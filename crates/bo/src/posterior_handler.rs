//! Fitting and refitting of surrogate models against growing datasets.
use crate::errors::{BoError, Result};
use gpbox_gp::{
    construct_posterior, Dataset, FitParams, FitValidParams, GpConfig, Key, Likelihood, Posterior,
    Prior,
};
use linfa::ParamGuard;
use log::{debug, warn};

/// Factor applied to the covariance jitter when a fit is retried
pub const JITTER_RETRY_FACTOR: f64 = 1e3;

/// Jitter of a retried fit, never below the default jitter
fn retry_jitter(jitter: f64) -> f64 {
    (jitter * JITTER_RETRY_FACTOR).max(GpConfig::default().jitter())
}

/// Builds the observation likelihood given the number of observations
pub type LikelihoodBuilder = Box<dyn Fn(usize) -> Likelihood + Send + Sync>;

/// Manages the posterior of one tagged function: a prior, a likelihood builder
/// and the fitting parameters.
///
/// The handler holds configuration only, posteriors are returned as new values.
pub struct PosteriorHandler {
    prior: Prior,
    likelihood_builder: LikelihoodBuilder,
    fit_params: FitValidParams,
}

impl PosteriorHandler {
    /// Handler of posteriors built from `prior` and the likelihood returned by
    /// `likelihood_builder` for the current number of observations.
    ///
    /// Fails with [`BoError::InvalidValueError`] when fitting parameters are invalid
    /// or when the number of fitting iterations is zero.
    pub fn new<L>(prior: Prior, likelihood_builder: L, fit_params: FitParams) -> Result<Self>
    where
        L: Fn(usize) -> Likelihood + Send + Sync + 'static,
    {
        let fit_params = fit_params
            .check()
            .map_err(|err| BoError::InvalidValueError(err.to_string()))?;
        if fit_params.n_iters() < 1 {
            return Err(BoError::InvalidValueError(
                "number of fitting iterations should be at least 1".to_string(),
            ));
        }
        Ok(PosteriorHandler {
            prior,
            likelihood_builder: Box::new(likelihood_builder),
            fit_params,
        })
    }

    /// Prior of the built posteriors
    pub fn prior(&self) -> &Prior {
        &self.prior
    }

    /// Fitting parameters
    pub fn fit_params(&self) -> &FitValidParams {
        &self.fit_params
    }

    /// Posterior conditioned on `dataset`, hyperparameters are fitted when `optimize` is true.
    pub fn get_posterior(&self, dataset: &Dataset, optimize: bool, key: Key) -> Result<Posterior> {
        let likelihood = (self.likelihood_builder)(dataset.n());
        let posterior = construct_posterior(self.prior.clone(), likelihood);
        if optimize {
            self.fit_with_retry(posterior, dataset, key, false)
        } else {
            Ok(posterior)
        }
    }

    /// Posterior conditioned on the grown `dataset` warm started from the
    /// hyperparameters of `previous`.
    ///
    /// The likelihood is rebuilt for the new number of observations.
    pub fn update_posterior(
        &self,
        dataset: &Dataset,
        previous: &Posterior,
        optimize: bool,
        key: Key,
    ) -> Result<Posterior> {
        let likelihood = (self.likelihood_builder)(dataset.n());
        let posterior = if likelihood == previous.likelihood() {
            previous.clone()
        } else {
            construct_posterior(previous.prior().clone(), likelihood)
        };
        if optimize {
            self.fit_with_retry(posterior, dataset, key, true)
        } else {
            Ok(posterior)
        }
    }

    /// Fit once, retry with an enlarged jitter on numerical instability.
    ///
    /// The retry always adds jitter, a zero configured jitter is raised to the default one.
    fn fit_with_retry(
        &self,
        posterior: Posterior,
        dataset: &Dataset,
        key: Key,
        warm_start: bool,
    ) -> Result<Posterior> {
        let fit = |posterior: Posterior| -> Result<Posterior> {
            let fitted = if warm_start {
                posterior.update(dataset, &self.fit_params, key)?
            } else {
                posterior.fit(dataset, &self.fit_params, key)?
            };
            Ok(fitted)
        };
        match fit(posterior.clone()) {
            Err(err) if err.is_numerical_instability() => {
                let jitter = retry_jitter(posterior.prior().config().jitter());
                warn!("Posterior fit failed ({err}), retry with jitter={jitter:e}");
                fit(posterior.with_jitter(jitter))
            }
            res => {
                if let Ok(fitted) = res.as_ref() {
                    debug!(
                        "Fitted {} on {} observations",
                        fitted.prior().kernel(),
                        dataset.n()
                    );
                }
                res
            }
        }
    }
}
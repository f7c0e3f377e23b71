use gpbox_bo::{
    ContinuousAcquisitionMaximizer, ContinuousTestFunction, DecisionMaker, Forrester,
    FunctionEvaluator, PosteriorHandler, SamplingStrategy, ThompsonSampling, OBJECTIVE,
};
use gpbox_gp::kernels::Matern52;
use gpbox_gp::mean_functions::ConstantMean;
use gpbox_gp::{FitParams, Key, Likelihood, Prior};
use std::collections::BTreeMap;

fn main() {
    let f = Forrester;
    let data = f
        .generate_dataset(5, Key::new(0), SamplingStrategy::Halton)
        .expect("initial doe");

    let prior = Prior::new(Box::<ConstantMean>::default(), Box::<Matern52>::default());
    let handler = PosteriorHandler::new(
        prior,
        |_n| Likelihood::gaussian(1e-6),
        FitParams::new().n_iters(100),
    )
    .expect("valid handler");

    let maker = DecisionMaker::new(
        f.search_space(),
        BTreeMap::from([(OBJECTIVE.to_string(), handler)]),
        BTreeMap::from([(OBJECTIVE.to_string(), data)]),
        Box::new(ThompsonSampling::new(500).expect("valid features")),
        Box::new(ContinuousAcquisitionMaximizer::new(1000, 1).expect("valid maximizer")),
    )
    .expect("decision maker configured")
    .key(Key::new(42))
    .post_tell(|state| {
        if let (Some(x), Some(y)) = (&state.param, &state.cost) {
            println!("Observed {} at x = {}", y[0], x.row(0));
        }
    });

    let evaluator = FunctionEvaluator::default()
        .with_fallible_function(OBJECTIVE, move |x| Ok(f.evaluate(x)?));
    let state = maker.run(evaluator, 10).expect("Minimization of Forrester");
    let (x_best, y_best) = state.best_observation().expect("best observation");
    println!(
        "Minimum Forrester(x) = {} at x = {} (known minimum {} at {})",
        y_best,
        x_best.row(0),
        f.minimum(),
        f.minimizer().row(0)
    );
}
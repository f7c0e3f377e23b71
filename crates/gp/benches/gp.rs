use criterion::{criterion_group, criterion_main, Criterion};
use gpbox_gp::kernels::Rbf;
use gpbox_gp::mean_functions::ZeroMean;
use gpbox_gp::{construct_posterior, Dataset, FitParams, Key, Likelihood, Prior};
use linfa::ParamGuard;
use ndarray::{Array1, Array2, Axis};
use ndarray_rand::rand_distr::Uniform;
use ndarray_rand::RandomExt;
use rand_xoshiro::rand_core::SeedableRng;
use rand_xoshiro::Xoshiro256Plus;

fn training_data(nt: usize, dim: usize) -> Dataset {
    let mut rng = Xoshiro256Plus::seed_from_u64(42);
    let xt = Array2::random_using((nt, dim), Uniform::new(0., 1.), &mut rng);
    Dataset::from_observations(&xt.view(), |x| {
        x.map_axis(Axis(1), |row| row.mapv(|v| (6. * v).sin()).sum())
            .insert_axis(Axis(1))
    })
    .expect("valid dataset")
}

fn criterion_gp(c: &mut Criterion) {
    let mut group = c.benchmark_group("gp");
    group.sample_size(10);
    let params = FitParams::new().n_iters(20).check().expect("valid params");
    for (nt, dim) in [(20, 1), (50, 5)] {
        let data = training_data(nt, dim);
        let posterior = construct_posterior(
            Prior::new(Box::new(ZeroMean), Box::new(Rbf::default())),
            Likelihood::gaussian(1e-2),
        );
        group.bench_function(format!("fit-{nt}-points-{dim}-dim"), |b| {
            b.iter(|| {
                std::hint::black_box(
                    posterior
                        .clone()
                        .fit(&data, &params, Key::new(0))
                        .expect("GP fitting"),
                )
            });
        });

        let xtest = Array1::linspace(0., 1., 1000)
            .insert_axis(Axis(1))
            .broadcast((1000, dim))
            .expect("broadcast")
            .to_owned();
        group.bench_function(format!("sample-approx-{nt}-points-{dim}-dim"), |b| {
            b.iter(|| {
                let paths = posterior
                    .sample_approx(10, &data, Key::new(0), 500)
                    .expect("GP sampling");
                std::hint::black_box(paths.evaluate(&xtest.view()).expect("path evaluation"))
            });
        });
    }
    group.finish();
}

criterion_group!(benches, criterion_gp);
criterion_main!(benches);
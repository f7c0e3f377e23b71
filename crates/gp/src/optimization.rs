use crate::errors::{GpError, Result};
use crate::parameters::FitValidParams;
use finitediff::FiniteDiff;
use log::debug;
use ndarray::{Array1, Zip};

/// Adam first order optimizer state
pub(crate) struct Adam {
    learning_rate: f64,
    beta1: f64,
    beta2: f64,
    epsilon: f64,
    /// First moment estimates
    m: Array1<f64>,
    /// Second moment estimates
    v: Array1<f64>,
    /// Number of steps taken
    t: i32,
}

impl Adam {
    pub fn new(dim: usize, params: &FitValidParams) -> Self {
        Adam {
            learning_rate: params.learning_rate(),
            beta1: params.beta1(),
            beta2: params.beta2(),
            epsilon: params.epsilon(),
            m: Array1::zeros(dim),
            v: Array1::zeros(dim),
            t: 0,
        }
    }

    /// Update `theta` in place given the gradient of the objective at `theta`
    pub fn step(&mut self, theta: &mut Array1<f64>, grad: &Array1<f64>) {
        self.t += 1;
        let (b1, b2) = (self.beta1, self.beta2);
        let bias1 = 1. - b1.powi(self.t);
        let bias2 = 1. - b2.powi(self.t);
        let (lr, eps) = (self.learning_rate, self.epsilon);
        Zip::from(theta)
            .and(&mut self.m)
            .and(&mut self.v)
            .and(grad)
            .for_each(|x, m, v, g| {
                *m = b1 * *m + (1. - b1) * g;
                *v = b2 * *v + (1. - b2) * g * g;
                let m_hat = *m / bias1;
                let v_hat = *v / bias2;
                *x -= lr * m_hat / (v_hat.sqrt() + eps);
            });
    }
}

/// Minimize `objective` starting from `theta0` with `n_iters` Adam steps using
/// central finite differences gradients.
///
/// Returns the last iterate and its objective value. Fails with
/// [`GpError::NumericalInstabilityError`] when the objective or its gradient
/// is not finite at one of the iterates.
pub(crate) fn minimize<ObjF>(
    objective: ObjF,
    theta0: Array1<f64>,
    params: &FitValidParams,
) -> Result<(Array1<f64>, f64)>
where
    ObjF: Fn(&Array1<f64>) -> f64,
{
    let f = |x: &Vec<f64>| -> f64 { objective(&Array1::from(x.clone())) };
    let mut theta = theta0;
    let mut adam = Adam::new(theta.len(), params);
    for iter in 0..params.n_iters() {
        let value = objective(&theta);
        if !value.is_finite() {
            return Err(GpError::NumericalInstabilityError(format!(
                "objective value {value} at iteration {iter} for parameters {theta}"
            )));
        }
        let grad = Array1::from(theta.to_vec().central_diff(&f));
        if grad.iter().any(|g| !g.is_finite()) {
            return Err(GpError::NumericalInstabilityError(format!(
                "objective gradient {grad} at iteration {iter} for parameters {theta}"
            )));
        }
        adam.step(&mut theta, &grad);
    }
    let value = objective(&theta);
    if !value.is_finite() {
        return Err(GpError::NumericalInstabilityError(format!(
            "final objective value {value} for parameters {theta}"
        )));
    }
    debug!(
        "Adam fit: objective={} after {} iterations",
        value,
        params.n_iters()
    );
    Ok((theta, value))
}
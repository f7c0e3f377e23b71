use crate::config::GpConfig;
use crate::errors::Result;
use crate::kernels::{Kernel, Rbf};
use crate::mean_functions::{MeanFunction, ZeroMean};
use crate::sample::SampleFunction;
use crate::Key;
use ndarray::{Array1, Array2, ArrayView1, ArrayView2};
#[cfg(feature = "serializable")]
use serde::{Deserialize, Serialize};

/// Gaussian distribution of the latent function values at a set of query points
#[derive(Clone, Debug, PartialEq)]
pub struct Predictive {
    /// Mean vector (n,)
    pub mean: Array1<f64>,
    /// Covariance matrix (n, n)
    pub covariance: Array2<f64>,
}

impl Predictive {
    /// Marginal variances, negative values due to round-off are clipped to zero
    pub fn variance(&self) -> Array1<f64> {
        self.covariance.diag().mapv(|v| v.max(0.))
    }

    /// Marginal standard deviations
    pub fn stddev(&self) -> Array1<f64> {
        self.variance().mapv(f64::sqrt)
    }
}

/// A GP prior given as a mean function and a covariance kernel
#[derive(Clone, Debug)]
#[cfg_attr(feature = "serializable", derive(Serialize, Deserialize))]
pub struct Prior {
    mean: Box<dyn MeanFunction>,
    kernel: Box<dyn Kernel>,
    config: GpConfig,
}

impl Default for Prior {
    fn default() -> Self {
        Prior::new(Box::new(ZeroMean), Box::new(Rbf::default()))
    }
}

impl Prior {
    /// Prior with the given mean function and kernel and a default configuration
    pub fn new(mean: Box<dyn MeanFunction>, kernel: Box<dyn Kernel>) -> Self {
        Prior {
            mean,
            kernel,
            config: GpConfig::default(),
        }
    }

    /// Attach a configuration
    pub fn with_config(mut self, config: GpConfig) -> Self {
        self.config = config;
        self
    }

    pub(crate) fn with_jitter(self, jitter: f64) -> Self {
        let config = self.config.with_jitter(jitter);
        self.with_config(config)
    }

    /// Set the covariance kernel
    pub fn with_kernel(mut self, kernel: Box<dyn Kernel>) -> Self {
        self.kernel = kernel;
        self
    }

    /// Mean function
    pub fn mean(&self) -> &dyn MeanFunction {
        self.mean.as_ref()
    }

    /// Covariance kernel
    pub fn kernel(&self) -> &dyn Kernel {
        self.kernel.as_ref()
    }

    pub(crate) fn boxed_mean(&self) -> Box<dyn MeanFunction> {
        self.mean.clone()
    }

    pub(crate) fn boxed_kernel(&self) -> Box<dyn Kernel> {
        self.kernel.clone()
    }

    /// Configuration
    pub fn config(&self) -> &GpConfig {
        &self.config
    }

    /// Prior distribution of the function values at `x` points
    pub fn predict(&self, x: &ArrayView2<f64>) -> Result<Predictive> {
        Ok(Predictive {
            mean: self.mean.value(x),
            covariance: self.kernel.gram(x)?,
        })
    }

    /// Approximate sample paths of the prior for `in_dim`-dimensional inputs drawn
    /// with `num_features` random Fourier features.
    ///
    /// The `num_samples` paths are evaluated together, one column per path.
    /// Fails with [`GpError::InvalidValueError`](crate::GpError::InvalidValueError)
    /// when `num_samples` or `num_features` is zero.
    pub fn sample_approx(
        &self,
        in_dim: usize,
        num_samples: usize,
        key: Key,
        num_features: usize,
    ) -> Result<SampleFunction> {
        SampleFunction::from_prior(self, in_dim, num_samples, key, num_features)
    }

    /// Number of trainable parameters
    pub(crate) fn n_params(&self) -> usize {
        self.kernel.lengthscale().len() + 1 + self.mean.params().len()
    }

    /// Trainable parameters mapped to the unconstrained space:
    /// lengthscales, variance then mean parameters
    pub(crate) fn unconstrained_params(&self) -> Vec<f64> {
        let bij = self.config.positive_transform();
        let mut theta: Vec<f64> = self
            .kernel
            .lengthscale()
            .iter()
            .map(|l| bij.inverse(*l))
            .collect();
        theta.push(bij.inverse(self.kernel.variance()));
        theta.extend(self.mean.params().iter());
        theta
    }

    /// Prior built from trainable parameters in the unconstrained space,
    /// `theta` starts with the [`Prior::n_params`] prior parameters
    pub(crate) fn from_unconstrained(&self, theta: &ArrayView1<f64>) -> Prior {
        let bij = self.config.positive_transform();
        let n_ls = self.kernel.lengthscale().len();
        let n_mean = self.mean.params().len();
        let lengthscale = theta.slice(ndarray::s![..n_ls]).mapv(|v| bij.forward(v));
        let variance = bij.forward(theta[n_ls]);
        let mut prior = self.clone();
        prior.kernel.set_hyperparameters(lengthscale, variance);
        prior
            .mean
            .set_params(&theta.slice(ndarray::s![n_ls + 1..n_ls + 1 + n_mean]));
        prior
    }
}

#[cfg(test)]
mod tests {
    use super::*;
    use crate::kernels::Matern32;
    use crate::mean_functions::ConstantMean;
    use crate::Bijector;
    use approx::assert_abs_diff_eq;
    use ndarray::{array, Array, Axis};

    #[test]
    fn test_prior_predict() {
        let prior = Prior::new(Box::new(ConstantMean::new(1.)), Box::new(Rbf::new(1., 2.)));
        let x = array![[0.], [1.]];
        let pred = prior.predict(&x.view()).unwrap();
        assert_eq!(pred.mean, array![1., 1.]);
        assert_abs_diff_eq!(pred.variance(), array![2., 2.], epsilon = 1e-12);
        assert_abs_diff_eq!(pred.covariance[[0, 1]], 2. * (-0.5f64).exp(), epsilon = 1e-12);

        let prior = prior.with_kernel(Box::new(Rbf::new(1., 3.)));
        let pred = prior.predict(&x.view()).unwrap();
        assert_abs_diff_eq!(pred.variance(), array![3., 3.], epsilon = 1e-12);
    }

    #[test]
    fn test_unconstrained_roundtrip() {
        let prior = Prior::new(
            Box::new(ConstantMean::new(-0.3)),
            Box::new(Matern32::ard(array![0.5, 2.], 1.5)),
        )
        .with_config(GpConfig::default().with_positive_transform(Bijector::Exp));
        assert_eq!(prior.n_params(), 4);
        let theta = Array1::from(prior.unconstrained_params());
        assert_abs_diff_eq!(theta[2], 1.5f64.ln(), epsilon = 1e-12);
        let back = prior.from_unconstrained(&theta.view());
        assert_abs_diff_eq!(back.kernel().lengthscale(), &array![0.5, 2.], epsilon = 1e-12);
        assert_abs_diff_eq!(back.kernel().variance(), 1.5, epsilon = 1e-12);
        assert_eq!(back.mean().params(), array![-0.3]);
    }

    #[test]
    fn test_prior_sample_approx_moments() {
        // Monte carlo estimates of the prior moments from approximate sample paths
        let prior = Prior::new(Box::new(ZeroMean), Box::new(Rbf::new(5., 0.1)));
        let x = Array::linspace(-5., 5., 7).insert_axis(Axis(1));
        let sample = prior.sample_approx(1, 10_000, Key::new(42), 100).unwrap();
        let values = sample.evaluate(&x.view()).unwrap();
        assert_eq!(values.dim(), (7, 10_000));
        let mean = values.mean_axis(Axis(1)).unwrap();
        let var = values.var_axis(Axis(1), 0.);
        assert_abs_diff_eq!(mean, Array1::zeros(7), epsilon = 0.02);
        assert_abs_diff_eq!(var, Array1::from_elem(7, 0.1), epsilon = 0.05);
    }

    #[test]
    fn test_prior_sample_approx_invalid_counts() {
        let prior = Prior::default();
        assert!(prior.sample_approx(1, 0, Key::new(0), 10).is_err());
        assert!(prior.sample_approx(1, 10, Key::new(0), 0).is_err());
    }
}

* [Assignment]: Take from the listing every line in which the word "Result" appears.

* [Finished task]:
use crate::errors::{BoError, Result};
    pub fn new<L>(prior: Prior, likelihood_builder: L, fit_params: FitParams) -> Result<Self>
    pub fn get_posterior(&self, dataset: &Dataset, optimize: bool, key: Key) -> Result<Posterior> {
    ) -> Result<Posterior> {
    ) -> Result<Posterior> {
        let fit = |posterior: Posterior| -> Result<Posterior> {
use crate::errors::{GpError, Result};
) -> Result<(Array1<f64>, f64)>
use crate::errors::Result;
    pub fn predict(&self, x: &ArrayView2<f64>) -> Result<Predictive> {
    ) -> Result<SampleFunction> {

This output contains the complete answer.